Drug-induced liver injury (DILI) is the most common organ toxicity encountered in regulatory animal toxicology studies required prior to the clinical development of new drug candidates. Very few reports have evaluated the value of these studies for predicting DILI in humans. Indeed, compounds inducing liver toxicity in regulatory toxicology studies are not always correlated with a risk of DILI in humans. Conversely, compounds associated with the occurrence of DILI in phase 3 studies or after market release are often tested negative in regulatory toxicology studies. Idiosyncratic DILI is a rare event that is precipitated in an individual by the simultaneous occurrence of several critical factors.

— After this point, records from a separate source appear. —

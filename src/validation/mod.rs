pub mod field_validator;
pub mod rules;

pub use field_validator::{FieldRule, FieldViolation, NumericKind, RuleSet, ViolationKind};
pub use rules::{air_quality_rules, weather_rules, POLLUTANTS};
use serde::{Deserialize, Serialize};
use std::fmt;
use std::str::FromStr;

use crate::error::EtlError;
use crate::utils::constants::{AIR_QUALITY_KEY, WEATHER_KEY};

/// A provider dataset; doubles as the target table selector
#[derive(
    Debug, Clone, Copy, PartialEq, Eq, Hash, PartialOrd, Ord, Serialize, Deserialize, clap::ValueEnum,
)]
#[serde(rename_all = "snake_case")]
#[value(rename_all = "snake_case")]
pub enum Dataset {
    Weather,
    AirQuality,
}

impl Dataset {
    pub const ALL: [Dataset; 2] = [Dataset::Weather, Dataset::AirQuality];

    /// Key of this dataset's payload inside `RawSample::data`
    pub fn source_key(&self) -> &'static str {
        match self {
            Dataset::Weather => WEATHER_KEY,
            Dataset::AirQuality => AIR_QUALITY_KEY,
        }
    }

    pub fn table_name(&self) -> &'static str {
        self.source_key()
    }
}

impl fmt::Display for Dataset {
    fn fmt(&self, f: &mut fmt::Formatter<'_>) -> fmt::Result {
        f.write_str(self.table_name())
    }
}

impl FromStr for Dataset {
    type Err = EtlError;

    fn from_str(s: &str) -> Result<Self, Self::Err> {
        match s.trim().to_lowercase().as_str() {
            WEATHER_KEY => Ok(Dataset::Weather),
            AIR_QUALITY_KEY | "air-quality" => Ok(Dataset::AirQuality),
            other => Err(EtlError::Config(format!(
                "Unknown target table '{}', expected '{}' or '{}'",
                other, WEATHER_KEY, AIR_QUALITY_KEY
            ))),
        }
    }
}

#[cfg(test)]
mod tests {
    use super::*;

    #[test]
    fn test_parse_target_table() {
        assert_eq!("weather".parse::<Dataset>().unwrap(), Dataset::Weather);
        assert_eq!(" AIR_QUALITY ".parse::<Dataset>().unwrap(), Dataset::AirQuality);
        assert!("forecast".parse::<Dataset>().is_err());
    }

    #[test]
    fn test_serde_names_match_table_names() {
        for dataset in Dataset::ALL {
            let json = serde_json::to_string(&dataset).unwrap();
            assert_eq!(json, format!("\"{}\"", dataset.table_name()));
        }
    }
}
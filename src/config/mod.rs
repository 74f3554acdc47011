pub mod secrets;
pub mod settings;

pub use secrets::Secrets;
pub use settings::{BoundingBox, PipelineSettings, SettingsOverrides, SourceSettings};
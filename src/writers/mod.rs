//! Load seam: a sink appends one unified batch per target table

pub mod memory_sink;
pub mod parquet_writer;

pub use memory_sink::MemorySink;
pub use parquet_writer::{ParquetFileInfo, ParquetSink};

use arrow::record_batch::RecordBatch;
use std::path::PathBuf;

use crate::error::Result;
use crate::models::Dataset;

/// Rows accepted and rejected by one load call
#[derive(Debug, Clone, PartialEq, Eq)]
pub struct LoadOutcome {
    pub table: String,
    pub loaded: usize,
    pub failed: usize,
    /// Where the rows ended up, when the sink writes files
    pub location: Option<PathBuf>,
}

impl LoadOutcome {
    pub fn new(dataset: Dataset, loaded: usize, failed: usize) -> Self {
        Self {
            table: dataset.table_name().to_string(),
            loaded,
            failed,
            location: None,
        }
    }

    pub fn with_location(mut self, location: PathBuf) -> Self {
        self.location = Some(location);
        self
    }

    pub fn is_complete(&self) -> bool {
        self.failed == 0
    }
}

pub trait RecordSink {
    /// Fails when the destination cannot be reached
    fn probe(&self) -> Result<()>;

    /// Append every row of `batch` to the `dataset` table; existing rows are never touched
    fn load(&mut self, dataset: Dataset, batch: &RecordBatch) -> Result<LoadOutcome>;
}

impl<S: RecordSink + ?Sized> RecordSink for &mut S {
    fn probe(&self) -> Result<()> {
        (**self).probe()
    }

    fn load(&mut self, dataset: Dataset, batch: &RecordBatch) -> Result<LoadOutcome> {
        (**self).load(dataset, batch)
    }
}

impl<S: RecordSink + ?Sized> RecordSink for Box<S> {
    fn probe(&self) -> Result<()> {
        (**self).probe()
    }

    fn load(&mut self, dataset: Dataset, batch: &RecordBatch) -> Result<LoadOutcome> {
        (**self).load(dataset, batch)
    }
}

These factors may relate to the host (e.g. human leukocyte antigen polymorphism, inflammation), the drug (e.g. reactive metabolites) or the environment (e.g. diet/microbiota). This type of toxicity therefore cannot be detected in conventional animal toxicology studies. Several animal models have recently been proposed for the identification of drugs with the potential to cause idiosyncratic DILI: rats treated with lipopolysaccharide, Sod2(+/-) mice, panels of inbred mouse strains or chimeric mice with humanized livers. These models are not suitable for use in the prospective screening of new drug candidates. Humans therefore constitute the best model for predicting and assessing idiopathic DILI.